<<<<
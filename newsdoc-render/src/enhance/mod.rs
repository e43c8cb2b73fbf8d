//! The runtime content pass over mounted serializer output.
//!
//! The hosting page runs a [`ContentEnhancer`] once the rendered HTML is in
//! the DOM, and again only when the mounted content itself changes — the
//! enhancer keys on a content identity string the way a UI effect keys on its
//! dependencies, and [`ContentEnhancer::teardown`] is the cleanup half. The
//! pass itself is idempotent regardless: every element it touches is marked
//! or structurally recognizable, so running it twice never duplicates work.
//!
//! Nothing in the pass is allowed to fail. Detached elements are skipped,
//! missing pieces degrade to no-ops.

pub mod dom;
pub mod loader;
pub mod page;

use std::cell::{Cell, RefCell};
use std::rc::Rc;

use markup5ever_rcdom::Handle;

use crate::enhance::loader::HydrationTicket;

pub use loader::{ScriptPhase, WidgetScriptLoader};
pub use page::Page;

/// Marker attribute on elements the enhancer already processed.
pub const PROCESSED_ATTR: &str = "data-newsdoc-processed";

/// Class of the scroll wrapper inserted around tables.
pub const DEFAULT_TABLE_WRAPPER_CLASS: &str = "newsdoc-table-wrap";

/// Class of the inline placeholder swapped in for a broken image.
pub const IMAGE_FALLBACK_CLASS: &str = "newsdoc-image-fallback";

/// Text shown inside the broken-image placeholder.
pub const DEFAULT_IMAGE_FALLBACK_TEXT: &str = "Image unavailable";

/// Options for the enhancer pass.
///
/// The widget script URL is not here: it belongs to the
/// [`WidgetScriptLoader`] the enhancer is constructed with.
#[derive(Debug, Clone)]
pub struct EnhanceOptions {
    pub table_wrapper_class: String,
    pub image_fallback_text: String,
}

impl Default for EnhanceOptions {
    fn default() -> Self {
        Self {
            table_wrapper_class: DEFAULT_TABLE_WRAPPER_CLASS.to_string(),
            image_fallback_text: DEFAULT_IMAGE_FALLBACK_TEXT.to_string(),
        }
    }
}

/// Runs the per-mount fixups over a content container.
pub struct ContentEnhancer {
    options: EnhanceOptions,
    loader: Rc<WidgetScriptLoader>,
    content_key: RefCell<Option<String>>,
    pending: Cell<Option<HydrationTicket>>,
}

impl ContentEnhancer {
    /// An enhancer on the shared widget loader with default options.
    pub fn new() -> Self {
        Self::with_options(WidgetScriptLoader::shared(), EnhanceOptions::default())
    }

    pub fn with_options(loader: Rc<WidgetScriptLoader>, options: EnhanceOptions) -> Self {
        Self {
            options,
            loader,
            content_key: RefCell::new(None),
            pending: Cell::new(None),
        }
    }

    pub fn loader(&self) -> &Rc<WidgetScriptLoader> {
        &self.loader
    }

    /// Run the pass over a mounted container.
    ///
    /// `content_key` identifies the mounted content version (a document id
    /// plus revision works). When it matches the previous call this is a
    /// no-op; when it changes, any hydration registration left by the
    /// previous content is cancelled before the new pass runs.
    pub fn enhance(&self, container: &Handle, content_key: &str) {
        if self.content_key.borrow().as_deref() == Some(content_key) {
            return;
        }
        if let Some(ticket) = self.pending.take() {
            self.loader.cancel(ticket);
        }
        *self.content_key.borrow_mut() = Some(content_key.to_string());

        self.fix_images(container);
        self.wrap_tables(container);
        self.bootstrap_embeds(container);
    }

    /// Cleanup half of the mount/update lifecycle: cancels any pending
    /// hydration registration so the script-load callback cannot touch an
    /// unmounted container.
    pub fn teardown(&self) {
        if let Some(ticket) = self.pending.take() {
            self.loader.cancel(ticket);
        }
        self.content_key.borrow_mut().take();
    }

    /// Load-error path for an image the pass processed. Swaps the broken
    /// image for an inline placeholder, exactly once; an already-detached
    /// image is left alone.
    pub fn on_image_error(&self, img: &Handle) {
        let Some(parent) = dom::parent_of(img) else {
            return;
        };
        let placeholder = dom::create_element("span", vec![("class", IMAGE_FALLBACK_CLASS)]);
        dom::append_child(&placeholder, &dom::create_text(&self.options.image_fallback_text));
        dom::replace_child(&parent, img, &placeholder);
    }

    fn fix_images(&self, container: &Handle) {
        for img in dom::descendant_elements(container, "img") {
            if dom::has_attr(&img, PROCESSED_ATTR) {
                continue;
            }
            dom::set_attr(&img, PROCESSED_ATTR, "true");
            dom::set_attr(&img, "loading", "lazy");
            let style = dom::get_attr(&img, "style").unwrap_or_default();
            dom::set_attr(
                &img,
                "style",
                &merge_style(&style, &[("height", "auto"), ("max-width", "100%")]),
            );
        }
    }

    fn wrap_tables(&self, container: &Handle) {
        for table in dom::descendant_elements(container, "table") {
            let Some(parent) = dom::parent_of(&table) else {
                continue;
            };
            if dom::has_class(&parent, &self.options.table_wrapper_class) {
                continue;
            }
            let wrapper = dom::create_element(
                "div",
                vec![("class", self.options.table_wrapper_class.as_str())],
            );
            dom::wrap_element(&table, &wrapper);
        }
    }

    fn bootstrap_embeds(&self, container: &Handle) {
        if loader::has_unhydrated_embeds(container) {
            self.pending.set(self.loader.request_hydration(container));
        }
    }
}

impl Default for ContentEnhancer {
    fn default() -> Self {
        Self::new()
    }
}

/// Merge forced declarations into an inline style string, overriding matching
/// properties and keeping the rest untouched.
fn merge_style(existing: &str, forced: &[(&str, &str)]) -> String {
    let mut declarations: Vec<(String, String)> = Vec::new();
    for piece in existing.split(';') {
        let Some((prop, value)) = piece.split_once(':') else {
            continue;
        };
        let (prop, value) = (prop.trim(), value.trim());
        if prop.is_empty() || value.is_empty() {
            continue;
        }
        declarations.push((prop.to_string(), value.to_string()));
    }
    for (prop, value) in forced {
        match declarations
            .iter_mut()
            .find(|(existing_prop, _)| existing_prop.eq_ignore_ascii_case(prop))
        {
            Some(declaration) => declaration.1 = value.to_string(),
            None => declarations.push((prop.to_string(), value.to_string())),
        }
    }
    declarations
        .iter()
        .map(|(prop, value)| format!("{prop}:{value}"))
        .collect::<Vec<_>>()
        .join(";")
}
>>>>
Work item → Reply with nothing except the number of lines in the listing above that include the string "forced".

Written response → 3